I got a strange e-mail from amigo Michael Holman last weekend. It said "Gray has been bootlegged." Gray is the band that he and Jean-Michel Basquiat played in back in the day, which has recently released a wonderful new CD Shades of Gray. This message seemed bizarre. Bootlegged? How can you bootleg a band nobody knows yet?
It's amazing that you can sell nothing for a lifetime of being too smart for the room, and then suddenly, wham, you're being bootlegged. That would piss me off. Bob Dylan can afford to get bootlegged, but Gray is still trying to get into the black. Can't the bootleggers at least wait till you're rich. (Oh, excuse me a second while I take TV Party down from YouTube again).
But let me back up. Gray is a thirty-year-old band that's just starting to get famous, from back when art bands were really art. You ought to know about them.
When I first arrived in New York it was the unquestioned capital of Bohemia. You had the Warhol Factory, the genius of Rauschenberg, the vision of Johns, the profusion of pop art masters Lichtenstein, Olderburg, Dine, Wesselman etc.. You had the next generation of abstraction with John Chamberlain, Larry Poons, Richard Serra. You had the avant-garde dance scene— Merce Cunningham, Meredith Monk, Yvonne Rainer, Trisha Brown. Bob Wilson was redefining "opera" and performance with Byrd Hoffman School of Byrds. You had Ray Johnson and the New York Correspondence School of Art. You had a jazz scene with Miles Davis, Bill Evans, Pharoah Sanders, Sonny Rollins and all, still going strong and Sun Ra heading for Outer Space. You had crazy rock bands like the Velvet Underground and The Fugs. You had actual poets (who were then not stand-up comedians) like Ted Berrigan, James Schuyler, Joe Brainard. And every off-beat kid from every city where culture had been shipped out was arriving with a suitcase and big plans.
Why all that creativity? We could afford to be poor!

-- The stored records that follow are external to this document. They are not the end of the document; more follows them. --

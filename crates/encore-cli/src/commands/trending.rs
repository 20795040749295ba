use anyhow::Result;
use encore_core::schema::Database;
use encore_core::Error;
use encore_engine::{trending, EngineError, TrendWindow};

use super::{print_json, song_line};

pub fn show_trending(db: &Database, window: TrendWindow, json: bool) -> Result<()> {
    let entries = match trending(db, window) {
        Ok(entries) => entries,
        Err(EngineError::Core(Error::InsufficientData {
            required, available, ..
        })) => {
            println!(
                "Not enough snapshot passes for {window}: need {required}, have {available}."
            );
            println!("\nRun `encore snapshot` periodically to build history.");
            return Ok(());
        }
        Err(e) => return Err(e.into()),
    };

    if json {
        return print_json(&entries);
    }

    let fallback = entries.iter().all(|e| e.delta.is_none());
    println!(
        "\n🔥 Trending ({window}){}\n",
        if fallback { " - no movement, top by score" } else { "" }
    );

    for (rank, entry) in entries.iter().enumerate() {
        match entry.delta {
            Some(delta) => println!(
                "  {:>2}. {:<50} score {:.4} ({delta:+.4})",
                rank + 1,
                song_line(&entry.song),
                entry.current_score
            ),
            None => println!(
                "  {:>2}. {:<50} score {:.4}",
                rank + 1,
                song_line(&entry.song),
                entry.current_score
            ),
        }
    }

    if entries.is_empty() {
        println!("  No songs in the latest snapshot.");
    }

    Ok(())
}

You could live in a big funky space here for next to nothing if you were willing to run for your life. You could work one day a week for walking-around money and spend the rest of your time painting, making music, writing, or fucking and getting high, or all of the above. You could eat by going to Max's at happy hour for free hors d'oeuvres.
Everybody went to Max's Kansas City. The abstract expressionists drank heavily in the front by the bar, as you walked into the depths of the joint you'd encounter more artists, the city's young fashion designers, rock musicians, poets, dancers, actors and directors, and just plain freaks. Today we are all specialists with each discipline (or lack of one) gathering in its own tribal enclave, but back then all the scenes wanted to be one scene and they fed off each other. I think part of it was that the rock musicians wanted to have mystique and be taken seriously like the artists and the artists wanted to have groupies and fans like the musicians.
To my generation the answer was obvious. You had to be an artist and a musician. And maybe an actor and a director too. And so we were all generalists—playing in bands, making movies, acting in each other's movies, starting fly by night magazines and reading poems. I don't sit around thinking about this stuff, but last week I saw a movie called Blank City, which documents the underground film scene of the late seventies early eighties in New York. Directed by a young French filmmaker, it presents many graying and balding talking heads recalling the glorious follies and artistic frenzies of their youth.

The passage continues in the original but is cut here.